## PROBLEM TO WORK ON:
Entries follow. Give back exactly the lines starting at the one containing "pub fn on_kicked(&self, channel: &str, by: &str, reason: &str)" and ending at the one containing "Err(e) => warn!(nick", and no other lines.

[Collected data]
=== Begin Enclosure ===

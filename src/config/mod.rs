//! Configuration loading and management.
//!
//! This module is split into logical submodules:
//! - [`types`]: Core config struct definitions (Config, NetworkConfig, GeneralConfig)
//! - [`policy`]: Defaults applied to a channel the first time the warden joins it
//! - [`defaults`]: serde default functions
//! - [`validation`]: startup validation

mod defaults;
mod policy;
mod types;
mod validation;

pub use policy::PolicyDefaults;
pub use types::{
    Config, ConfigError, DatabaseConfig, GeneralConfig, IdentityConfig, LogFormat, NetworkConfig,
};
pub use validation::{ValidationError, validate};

=== End Enclosure ===
=== Begin Enclosure ===

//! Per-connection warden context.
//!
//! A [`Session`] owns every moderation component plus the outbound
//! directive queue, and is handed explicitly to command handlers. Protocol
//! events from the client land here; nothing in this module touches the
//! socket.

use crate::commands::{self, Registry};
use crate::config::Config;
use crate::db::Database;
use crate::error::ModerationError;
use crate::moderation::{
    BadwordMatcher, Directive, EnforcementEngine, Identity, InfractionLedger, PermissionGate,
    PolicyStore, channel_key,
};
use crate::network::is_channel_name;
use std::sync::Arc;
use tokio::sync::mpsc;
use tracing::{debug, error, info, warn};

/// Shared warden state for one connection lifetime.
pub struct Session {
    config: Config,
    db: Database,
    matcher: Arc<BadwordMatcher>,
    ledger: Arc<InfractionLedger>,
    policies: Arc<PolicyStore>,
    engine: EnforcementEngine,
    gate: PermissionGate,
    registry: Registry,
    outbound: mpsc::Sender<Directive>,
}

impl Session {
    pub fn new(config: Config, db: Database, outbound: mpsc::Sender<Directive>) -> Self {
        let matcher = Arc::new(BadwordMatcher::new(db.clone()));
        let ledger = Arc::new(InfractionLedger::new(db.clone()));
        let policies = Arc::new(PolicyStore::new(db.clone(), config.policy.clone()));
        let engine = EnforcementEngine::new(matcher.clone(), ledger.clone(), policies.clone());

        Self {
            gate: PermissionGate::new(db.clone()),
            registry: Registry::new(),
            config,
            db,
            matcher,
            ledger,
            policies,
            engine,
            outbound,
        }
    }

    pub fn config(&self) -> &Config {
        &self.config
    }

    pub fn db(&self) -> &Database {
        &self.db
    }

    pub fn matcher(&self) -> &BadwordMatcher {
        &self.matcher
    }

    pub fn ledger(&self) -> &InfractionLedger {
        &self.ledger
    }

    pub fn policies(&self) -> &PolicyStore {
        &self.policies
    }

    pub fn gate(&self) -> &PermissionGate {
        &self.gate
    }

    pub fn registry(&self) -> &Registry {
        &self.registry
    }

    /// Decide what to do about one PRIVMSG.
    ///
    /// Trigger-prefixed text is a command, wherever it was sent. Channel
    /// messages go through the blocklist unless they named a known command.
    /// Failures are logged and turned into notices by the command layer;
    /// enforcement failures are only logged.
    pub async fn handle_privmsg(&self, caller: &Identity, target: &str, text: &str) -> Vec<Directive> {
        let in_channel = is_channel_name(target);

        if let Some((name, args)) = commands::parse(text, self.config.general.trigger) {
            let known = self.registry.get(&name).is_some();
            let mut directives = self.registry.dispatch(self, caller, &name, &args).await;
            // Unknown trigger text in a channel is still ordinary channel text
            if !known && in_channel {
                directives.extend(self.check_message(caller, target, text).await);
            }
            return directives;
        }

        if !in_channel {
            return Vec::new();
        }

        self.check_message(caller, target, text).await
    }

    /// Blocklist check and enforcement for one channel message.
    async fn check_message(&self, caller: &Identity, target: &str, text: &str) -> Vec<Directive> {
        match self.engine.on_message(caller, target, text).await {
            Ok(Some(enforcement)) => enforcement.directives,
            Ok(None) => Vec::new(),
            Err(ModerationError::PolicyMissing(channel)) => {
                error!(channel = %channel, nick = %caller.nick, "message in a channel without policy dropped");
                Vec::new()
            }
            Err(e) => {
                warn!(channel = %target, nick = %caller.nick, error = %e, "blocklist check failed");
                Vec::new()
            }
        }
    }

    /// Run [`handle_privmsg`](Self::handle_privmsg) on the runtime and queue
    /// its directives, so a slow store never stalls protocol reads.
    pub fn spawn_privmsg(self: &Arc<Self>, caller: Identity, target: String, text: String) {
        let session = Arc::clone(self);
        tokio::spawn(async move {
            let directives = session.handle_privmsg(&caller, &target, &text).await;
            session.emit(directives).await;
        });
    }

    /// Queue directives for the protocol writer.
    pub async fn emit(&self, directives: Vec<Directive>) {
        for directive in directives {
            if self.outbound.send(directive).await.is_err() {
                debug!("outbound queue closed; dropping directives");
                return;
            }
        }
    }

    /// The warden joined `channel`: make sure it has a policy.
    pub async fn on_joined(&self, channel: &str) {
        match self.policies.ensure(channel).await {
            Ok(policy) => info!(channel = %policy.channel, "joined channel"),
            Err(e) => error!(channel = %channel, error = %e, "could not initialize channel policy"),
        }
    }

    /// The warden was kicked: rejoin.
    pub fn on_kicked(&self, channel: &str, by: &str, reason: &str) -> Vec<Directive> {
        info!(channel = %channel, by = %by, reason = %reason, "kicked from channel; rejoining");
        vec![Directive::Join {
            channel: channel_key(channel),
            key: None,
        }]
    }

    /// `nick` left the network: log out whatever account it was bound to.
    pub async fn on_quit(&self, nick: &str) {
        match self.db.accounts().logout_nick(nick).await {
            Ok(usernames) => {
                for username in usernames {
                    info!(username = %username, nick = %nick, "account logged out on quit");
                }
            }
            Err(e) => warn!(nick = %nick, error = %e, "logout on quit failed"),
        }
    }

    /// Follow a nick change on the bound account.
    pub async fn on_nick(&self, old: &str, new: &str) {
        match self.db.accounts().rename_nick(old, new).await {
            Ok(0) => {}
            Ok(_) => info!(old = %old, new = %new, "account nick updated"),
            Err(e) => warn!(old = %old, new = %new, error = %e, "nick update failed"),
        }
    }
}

=== End Enclosure ===

## OUTPUT OF THE TASK:
    pub fn on_kicked(&self, channel: &str, by: &str, reason: &str) -> Vec<Directive> {
        info!(channel = %channel, by = %by, reason = %reason, "kicked from channel; rejoining");
        vec![Directive::Join {
            channel: channel_key(channel),
            key: None,
        }]
    }

    /// `nick` left the network: log out whatever account it was bound to.
    pub async fn on_quit(&self, nick: &str) {
        match self.db.accounts().logout_nick(nick).await {
            Ok(usernames) => {
                for username in usernames {
                    info!(username = %username, nick = %nick, "account logged out on quit");
                }
            }
            Err(e) => warn!(nick = %nick, error = %e, "logout on quit failed"),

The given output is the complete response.